__To do__: Reproduce exactly the lines that run from the start of the records below to the line with "data, truth, pred", inclusive.

__Record extracts__:
========

//! Nested configuration search
//!
//! - [`space`] - discrete search space over configurations
//! - [`sampler`] - proposal strategies (random, TPE)
//! - [`trial`] - inner stratified k-fold evaluation of one configuration
//! - [`optimizer`] - outer folds, candidate pool, termination and cancellation

pub mod optimizer;
pub mod sampler;
pub mod space;
pub mod trial;

pub use optimizer::{
    Candidate, CandidatePool, CancelToken, NestedSearchOptimizer, OuterFoldReport, SearchReport, StopReason,
};
pub use sampler::{create_sampler, ConfigSampler, RandomSampler, SamplerType, TpeSampler};
pub use space::{SearchSpace, N_DIMENSIONS};
pub use trial::{Trial, TrialOutcome, TrialRunner};
//! Cell Ensemble - Main Entry Point

use clap::Parser;
use cell_ensemble::cli::{cmd_inspect, cmd_predict, cmd_score, cmd_search, Cli, Commands};

fn main() -> anyhow::Result<()> {
    // Initialize logging
    tracing_subscriber::fmt()
        .with_env_filter(
            tracing_subscriber::EnvFilter::try_from_default_env()
                .unwrap_or_else(|_| "cell_ensemble=info".into()),
        )
        .init();

    let cli = Cli::parse();

    match cli.command {
        Commands::Search { data, validation, config, output, seed, trials, id_column, label_column } => {
            cmd_search(
                &data,
                validation.as_deref(),
                config.as_deref(),
                &output,
                seed,
                trials,
                &id_column,
                &label_column,
            )?;
        }
        Commands::Predict { registry, data, output, k, id_column, label_column } => {
            cmd_predict(&registry, &data, output.as_deref(), k, &id_column, &label_column)?;
        }
        Commands::Score { data, truth, pred } => {
            cmd_score(&data, &truth, &pred)?;
        }
        Commands::Inspect { registry } => {
            cmd_inspect(&registry)?;
        }
    }

    Ok(())
}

========

__Exercise answer__:
//! Nested configuration search
//!
//! - [`space`] - discrete search space over configurations
//! - [`sampler`] - proposal strategies (random, TPE)
//! - [`trial`] - inner stratified k-fold evaluation of one configuration
//! - [`optimizer`] - outer folds, candidate pool, termination and cancellation

pub mod optimizer;
pub mod sampler;
pub mod space;
pub mod trial;

pub use optimizer::{
    Candidate, CandidatePool, CancelToken, NestedSearchOptimizer, OuterFoldReport, SearchReport, StopReason,
};
pub use sampler::{create_sampler, ConfigSampler, RandomSampler, SamplerType, TpeSampler};
pub use space::{SearchSpace, N_DIMENSIONS};
pub use trial::{Trial, TrialOutcome, TrialRunner};
//! Cell Ensemble - Main Entry Point

use clap::Parser;
use cell_ensemble::cli::{cmd_inspect, cmd_predict, cmd_score, cmd_search, Cli, Commands};

fn main() -> anyhow::Result<()> {
    // Initialize logging
    tracing_subscriber::fmt()
        .with_env_filter(
            tracing_subscriber::EnvFilter::try_from_default_env()
                .unwrap_or_else(|_| "cell_ensemble=info".into()),
        )
        .init();

    let cli = Cli::parse();

    match cli.command {
        Commands::Search { data, validation, config, output, seed, trials, id_column, label_column } => {
            cmd_search(
                &data,
                validation.as_deref(),
                config.as_deref(),
                &output,
                seed,
                trials,
                &id_column,
                &label_column,
            )?;
        }
        Commands::Predict { registry, data, output, k, id_column, label_column } => {
            cmd_predict(&registry, &data, output.as_deref(), k, &id_column, &label_column)?;
        }
        Commands::Score { data, truth, pred } => {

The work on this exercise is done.